India harassed by Pakistan's heavy Nukes and Plutonium capability


While Indian scientists and engineers who monitored and embellished the results of Indian Nuclear Tests a decade ago, are holding their fingers between their teeth, the Delhi press has been shocked to learn about the successful nuclear program of Pakistan.

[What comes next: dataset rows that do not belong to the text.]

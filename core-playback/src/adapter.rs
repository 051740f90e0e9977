//! Capability wrapper around the host media element.
//!
//! The adapter owns at most one element at a time and installs a single
//! dispatcher as the element's event handler. Listeners are registered per
//! [`MediaEventKind`]; registering again for a kind replaces the previous
//! listener. Every call is a no-op while nothing is attached.

use bridge_traits::{MediaElement, MediaEvent, MediaEventHandler, MediaEventKind};
use parking_lot::RwLock;
use std::collections::HashMap;
use std::fmt;
use std::sync::Arc;
use tracing::{debug, trace};

type ListenerMap = HashMap<MediaEventKind, MediaEventHandler>;

pub struct ResourceAdapter {
    element: RwLock<Option<Arc<dyn MediaElement>>>,
    listeners: Arc<RwLock<ListenerMap>>,
}

impl ResourceAdapter {
    pub fn new() -> Self {
        Self {
            element: RwLock::new(None),
            listeners: Arc::new(RwLock::new(HashMap::new())),
        }
    }

    /// Attach `element`, detaching whatever was attached before.
    ///
    /// Listeners registered for the previous element are dropped.
    pub fn attach(&self, element: Arc<dyn MediaElement>) {
        self.detach();

        let listeners = Arc::downgrade(&self.listeners);
        let dispatcher: MediaEventHandler = Arc::new(move |event: MediaEvent| {
            let Some(listeners) = listeners.upgrade() else {
                return;
            };
            // Clone out so the listener may resubscribe while running
            let listener = listeners.read().get(&event.kind()).cloned();
            match listener {
                Some(listener) => listener(event),
                None => trace!(kind = %event.kind(), "No listener for element event"),
            }
        });

        element.set_event_handler(Some(dispatcher));
        *self.element.write() = Some(element);
        debug!("Media element attached");
    }

    /// Release the current element and every listener.
    pub fn detach(&self) {
        let previous = self.element.write().take();
        self.listeners.write().clear();

        if let Some(element) = previous {
            element.set_event_handler(None);
            debug!("Media element detached");
        }
    }

    pub fn is_attached(&self) -> bool {
        self.element.read().is_some()
    }

    /// Register `listener` for `kind`, replacing any existing one.
    pub fn subscribe(&self, kind: MediaEventKind, listener: MediaEventHandler) {
        if !self.is_attached() {
            trace!(kind = %kind, "Ignoring subscription without an element");
            return;
        }
        self.listeners.write().insert(kind, listener);
    }

    pub fn unsubscribe(&self, kind: MediaEventKind) {
        self.listeners.write().remove(&kind);
    }

    /// Drop every listener but keep the element attached.
    pub fn clear(&self) {
        self.listeners.write().clear();
    }

    pub fn listener_count(&self) -> usize {
        self.listeners.read().len()
    }

    pub fn play(&self) {
        if let Some(element) = self.element() {
            element.play();
        }
    }

    pub fn pause(&self) {
        if let Some(element) = self.element() {
            element.pause();
        }
    }

    pub fn seek_to(&self, position: f64) {
        if let Some(element) = self.element() {
            element.set_current_time(position);
        }
    }

    pub fn set_volume(&self, volume: f64) {
        if let Some(element) = self.element() {
            element.set_volume(volume);
        }
    }

    pub fn set_muted(&self, muted: bool) {
        if let Some(element) = self.element() {
            element.set_muted(muted);
        }
    }

    /// Duration already known to the element, if any.
    pub fn duration(&self) -> Option<f64> {
        self.element()?
            .duration()
            .filter(|d| d.is_finite() && *d >= 0.0)
    }

    // Never hold the slot lock while calling into the element: it may emit
    // events synchronously.
    fn element(&self) -> Option<Arc<dyn MediaElement>> {
        self.element.read().clone()
    }
}

impl Default for ResourceAdapter {
    fn default() -> Self {
        Self::new()
    }
}

impl fmt::Debug for ResourceAdapter {
    fn fmt(&self, f: &mut fmt::Formatter<'_>) -> fmt::Result {
        f.debug_struct("ResourceAdapter")
            .field("attached", &self.is_attached())
            .field("listeners", &self.listener_count())
            .finish()
    }
}
//! # Playback Error Types
//!
//! Errors surfaced while configuring the synchronization core.
//!
//! Reconciliation itself never fails: a missing element turns commands into
//! no-ops and store failures fall back to defaults. Only construction-time
//! mistakes are reported through [`PlaybackError`].

use thiserror::Error;

/// Errors that can occur while building a synchronization core.
#[derive(Error, Debug)]
pub enum PlaybackError {
    /// Invalid volume value (must be in range [0.0, 1.0]).
    #[error("Invalid volume: {0} (must be between 0.0 and 1.0)")]
    InvalidVolume(f64),

    /// Configuration could not be parsed or is inconsistent.
    #[error("Configuration error: {0}")]
    Config(String),
}

/// Result type for playback operations.
pub type Result<T> = std::result::Result<T, PlaybackError>;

“Based on the seismic measurements and also the opinion from experts there was a much lower yield in the thermonuclear device test” conducted at Pokhran in May 1998. In nuclear parlance, a test is described as a fizzle when it fails to meet the desired yield. Affirming that India would need more tests, Santhanam cautioned against India being pressurized into signing the CTBT.
Asia Times. August 26, India battles with nuclear fallout By Ninan Koshy

Shaheen II taking off from the launchpad
Almost a year ago, when MOSSAD and RAW agents were rampaging the lovely Swat Valley, the irredentist Indian media and the revanchist public fed on a steady diet of Pakistan-phobia had begun to imagine hegemony galore for India. A series of reverses in the defense field–namely the fact that the Indian Nuclear test were duds, the Indian Nuclear Submarine sailed without a nuclear power reactor or any other power source, the DRDO flagellating the Department of Defence for overpaying by 60% for an obsolete Air Carft Carrier and the general malaise in the missile production program–have trimmed down the swollen head of those who reside on the Ganges Valley.

Nuclear Fireball created as a nuclear warhead carrying Shaheen II precisely hits its target
"It is this claim of perfection that is under serious challenge and generally believed to be dubious, if not hollow. Prominent scientists such as A Gopalkrishnan, former chairman of the Atomic Energy Regulatory Board and P K Iyengar are in agreement with the criticism of Santhanam and point out that the single thermonuclear device India tested in 1998 did not function at all as per design and did not produce anything near the expected design yield."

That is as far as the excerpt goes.